Exercise instructions: Filter the entries and keep only the lines where the string "EnvFilter" appears.
++++
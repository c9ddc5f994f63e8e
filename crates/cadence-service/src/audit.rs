//! Consistency auditing and repair of stored reminder records.
//!
//! [`audit`] is read-only: it re-derives what each record should look like
//! and reports where the stored state disagrees. [`repair`] is the explicit
//! write path that reconciles a single record.

use std::collections::BTreeMap;

use cadence_core::config::ValidationConfig;
use cadence_core::date::DateInput;
use cadence_core::model::Status;
use cadence_core::record::ReminderRecord;
use chrono_tz::Tz;
use serde::Serialize;

use crate::context::EvalContext;
use crate::generator::generate;
use crate::notification::next_notification;
use crate::schedule::Schedule;
use crate::validation::{Correction, ErrorKind, ValidationIssue, sanitize, validate};

/// Kinds of inconsistency the auditor reports.
#[derive(Debug, Clone, Copy, PartialEq, Eq, PartialOrd, Ord, Hash, Serialize)]
#[serde(rename_all = "camelCase")]
pub enum IssueKind {
    RecurringWithoutRule,
    NotificationsWithoutTimings,
    CompletedFlagMismatch,
    UnparseableDueDate,
    UnparseableStartDate,
    UnparseableEndDate,
    /// Pending and recurring, but no occurrence is left.
    ExhaustedRecurrence,
    /// The stored next notification time differs from the derived one.
    NotificationDrift,
}

impl IssueKind {
    #[must_use]
    pub const fn as_str(self) -> &'static str {
        match self {
            Self::RecurringWithoutRule => "recurring-without-rule",
            Self::NotificationsWithoutTimings => "notifications-without-timings",
            Self::CompletedFlagMismatch => "completed-flag-mismatch",
            Self::UnparseableDueDate => "unparseable-due-date",
            Self::UnparseableStartDate => "unparseable-start-date",
            Self::UnparseableEndDate => "unparseable-end-date",
            Self::ExhaustedRecurrence => "exhausted-recurrence",
            Self::NotificationDrift => "notification-drift",
        }
    }
}

impl std::fmt::Display for IssueKind {
    fn fmt(&self, f: &mut std::fmt::Formatter<'_>) -> std::fmt::Result {
        f.write_str(self.as_str())
    }
}

#[derive(Debug, Clone, PartialEq, Eq, Serialize)]
#[serde(rename_all = "camelCase")]
pub struct AuditFinding {
    pub issue: IssueKind,
    pub affected_ids: Vec<String>,
}

#[derive(Debug, Clone, Default, PartialEq, Eq, Serialize)]
#[serde(rename_all = "camelCase")]
pub struct AuditReport {
    /// One entry per issue kind found, in `IssueKind` order.
    pub findings: Vec<AuditFinding>,
    pub scanned: usize,
}

impl AuditReport {
    #[must_use]
    pub fn is_clean(&self) -> bool {
        self.findings.is_empty()
    }

    #[must_use]
    pub fn affected(&self, issue: IssueKind) -> &[String] {
        self.findings
            .iter()
            .find(|finding| finding.issue == issue)
            .map_or(&[], |finding| finding.affected_ids.as_slice())
    }
}

/// ## Summary
/// Scans stored records for inconsistencies.
#[tracing::instrument(skip_all, fields(records = records.len()))]
#[must_use]
pub fn audit(records: &[ReminderRecord], ctx: &EvalContext) -> AuditReport {
    let mut grouped: BTreeMap<IssueKind, Vec<String>> = BTreeMap::new();

    for record in records {
        for issue in record_issues(record, ctx) {
            grouped.entry(issue).or_default().push(record.id.clone());
        }
    }

    let findings: Vec<AuditFinding> = grouped
        .into_iter()
        .map(|(issue, affected_ids)| AuditFinding {
            issue,
            affected_ids,
        })
        .collect();
    tracing::debug!(findings = findings.len(), "audit finished");

    AuditReport {
        findings,
        scanned: records.len(),
    }
}

fn unparseable(input: Option<&DateInput>) -> bool {
    input.is_some_and(|value| !value.is_parseable())
}

fn record_issues(record: &ReminderRecord, ctx: &EvalContext) -> Vec<IssueKind> {
    let mut issues = Vec::new();

    if record.is_recurring && record.recurrence.is_none() {
        issues.push(IssueKind::RecurringWithoutRule);
    }
    if record.notifications_enabled && record.notification_timings.is_empty() {
        issues.push(IssueKind::NotificationsWithoutTimings);
    }
    if (record.status == Status::Completed) != record.completed {
        issues.push(IssueKind::CompletedFlagMismatch);
    }

    if unparseable(record.due_date.as_ref()) {
        issues.push(IssueKind::UnparseableDueDate);
    }
    if let Some(recurrence) = &record.recurrence {
        if unparseable(recurrence.start_date.as_ref()) {
            issues.push(IssueKind::UnparseableStartDate);
        }
        if unparseable(recurrence.end_date.as_ref()) || unparseable(recurrence.window_end.as_ref())
        {
            issues.push(IssueKind::UnparseableEndDate);
        }
    }

    let reminder = record.to_reminder(ctx.tz);
    let compiles = reminder
        .active_rule()
        .is_some_and(|rule| Schedule::compile(rule).is_ok());
    if compiles
        && reminder.status == Status::Pending
        && reminder.anchor.is_some()
        && generate(&reminder, 1, ctx).is_empty()
    {
        issues.push(IssueKind::ExhaustedRecurrence);
    }

    if record.notifications_enabled {
        let stored = stored_next_notification(record, ctx.tz);
        let derived = next_notification(&reminder, ctx).map(|next| next.at.timestamp_millis());
        if stored.is_some() && stored != derived {
            issues.push(IssueKind::NotificationDrift);
        }
    }

    issues
}

fn stored_next_notification(record: &ReminderRecord, tz: Tz) -> Option<i64> {
    record
        .next_notification_at
        .as_ref()
        .and_then(|value| value.to_instant(tz))
        .map(|instant| instant.timestamp_millis())
}

/// A change made by [`repair`].
#[derive(Debug, Clone, PartialEq, Eq)]
pub enum RepairAction {
    /// The legacy completed flag now follows the status.
    StatusReconciled,
    NotificationsDisabled,
    NextNotificationRefreshed,
    UnparseableDateCleared { field: &'static str },
    Sanitized(Correction),
}

impl std::fmt::Display for RepairAction {
    fn fmt(&self, f: &mut std::fmt::Formatter<'_>) -> std::fmt::Result {
        match self {
            Self::StatusReconciled => f.write_str("completed flag reconciled with status"),
            Self::NotificationsDisabled => f.write_str("notifications disabled, no timings"),
            Self::NextNotificationRefreshed => f.write_str("next notification time refreshed"),
            Self::UnparseableDateCleared { field } => write!(f, "unparseable {field} cleared"),
            Self::Sanitized(correction) => write!(f, "{correction}"),
        }
    }
}

#[derive(Debug, Clone, PartialEq, Eq)]
pub enum RepairOutcome {
    Repaired {
        record: Box<ReminderRecord>,
        actions: Vec<RepairAction>,
    },
    Unchanged,
    /// Even the sanitized record does not validate.
    Rejected {
        errors: Vec<ValidationIssue<ErrorKind>>,
    },
}

/// ## Summary
/// Reconciles one stored record.
///
/// Status wins over the legacy completed flag, unparseable dates are
/// dropped, the reminder is sanitized, notifications without timings are
/// switched off and the stored next notification time is recomputed. The
/// corrected record is returned only if it validates.
#[tracing::instrument(skip_all, fields(reminder_id = %record.id))]
#[must_use]
pub fn repair(
    record: &ReminderRecord,
    config: &ValidationConfig,
    ctx: &EvalContext,
) -> RepairOutcome {
    let mut actions = Vec::new();

    let dated_fields = [
        ("dueDate", record.due_date.as_ref()),
        (
            "recurrence.startDate",
            record.recurrence.as_ref().and_then(|r| r.start_date.as_ref()),
        ),
        (
            "recurrence.endDate",
            record.recurrence.as_ref().and_then(|r| r.end_date.as_ref()),
        ),
        (
            "recurrence.windowEnd",
            record.recurrence.as_ref().and_then(|r| r.window_end.as_ref()),
        ),
    ];
    for (field, value) in dated_fields {
        if unparseable(value) {
            actions.push(RepairAction::UnparseableDateCleared { field });
        }
    }

    if (record.status == Status::Completed) != record.completed {
        actions.push(RepairAction::StatusReconciled);
    }

    let sanitized = sanitize(&record.to_reminder(ctx.tz), config);
    let report = validate(&sanitized.reminder, config, ctx);
    if !report.is_valid() {
        tracing::warn!(errors = report.errors.len(), "record rejected by validation");
        return RepairOutcome::Rejected {
            errors: report.errors,
        };
    }
    actions.extend(sanitized.corrections.into_iter().map(RepairAction::Sanitized));

    let mut repaired = sanitized.reminder.to_record();
    repaired.created_at.clone_from(&record.created_at);
    repaired.updated_at.clone_from(&record.updated_at);

    if repaired.notifications_enabled && repaired.notification_timings.is_empty() {
        repaired.notifications_enabled = false;
        actions.push(RepairAction::NotificationsDisabled);
    }

    let derived = if repaired.notifications_enabled {
        next_notification(&sanitized.reminder, ctx).map(|next| next.at.to_utc())
    } else {
        None
    };
    let stored = stored_next_notification(record, ctx.tz);
    if stored == derived.map(|at| at.timestamp_millis()) {
        repaired.next_notification_at.clone_from(&record.next_notification_at);
    } else {
        repaired.next_notification_at = derived.map(DateInput::from);
        actions.push(RepairAction::NextNotificationRefreshed);
    }

    if actions.is_empty() {
        return RepairOutcome::Unchanged;
    }
    tracing::info!(actions = actions.len(), "record repaired");
    RepairOutcome::Repaired {
        record: Box::new(repaired),
        actions,
    }
}
use tracing_subscriber::{
    EnvFilter, Registry, fmt, layer::SubscriberExt, reload, util::SubscriberInitExt,
};

pub type FilterHandle = reload::Handle<EnvFilter, Registry>;

/// ## Summary
/// Installs the global subscriber at `debug` and returns a handle for
/// narrowing the filter once configuration is loaded.
///
/// Output goes to stderr so command output on stdout stays machine-readable.
#[must_use]
pub fn init() -> FilterHandle {
    let (filter_layer, filter_handle) = reload::Layer::new(EnvFilter::new("debug"));

    tracing_subscriber::registry()
        .with(filter_layer)
        .with(
            fmt::layer()
                .with_writer(std::io::stderr)
                .with_target(true)
                .with_thread_ids(true)
                .with_file(true)
                .with_line_number(true),
        )
        .init();

    filter_handle
}

/// Swaps the active filter to `level`, keeping the current one if `level`
/// does not parse.
pub fn apply_level(handle: &FilterHandle, level: &str) {
    if let Ok(filter) = EnvFilter::try_new(level) {
        if let Err(e) = handle.modify(|current| *current = filter) {
            tracing::warn!(error = %e, "Failed to update log filter from config");
        }
    } else {
        tracing::warn!(level = %level, "Invalid log level in config, keeping debug");
    }
}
++++
Task response:
    EnvFilter, Registry, fmt, layer::SubscriberExt, reload, util::SubscriberInitExt,
pub type FilterHandle = reload::Handle<EnvFilter, Registry>;
    let (filter_layer, filter_handle) = reload::Layer::new(EnvFilter::new("debug"));
    if let Ok(filter) = EnvFilter::try_new(level) {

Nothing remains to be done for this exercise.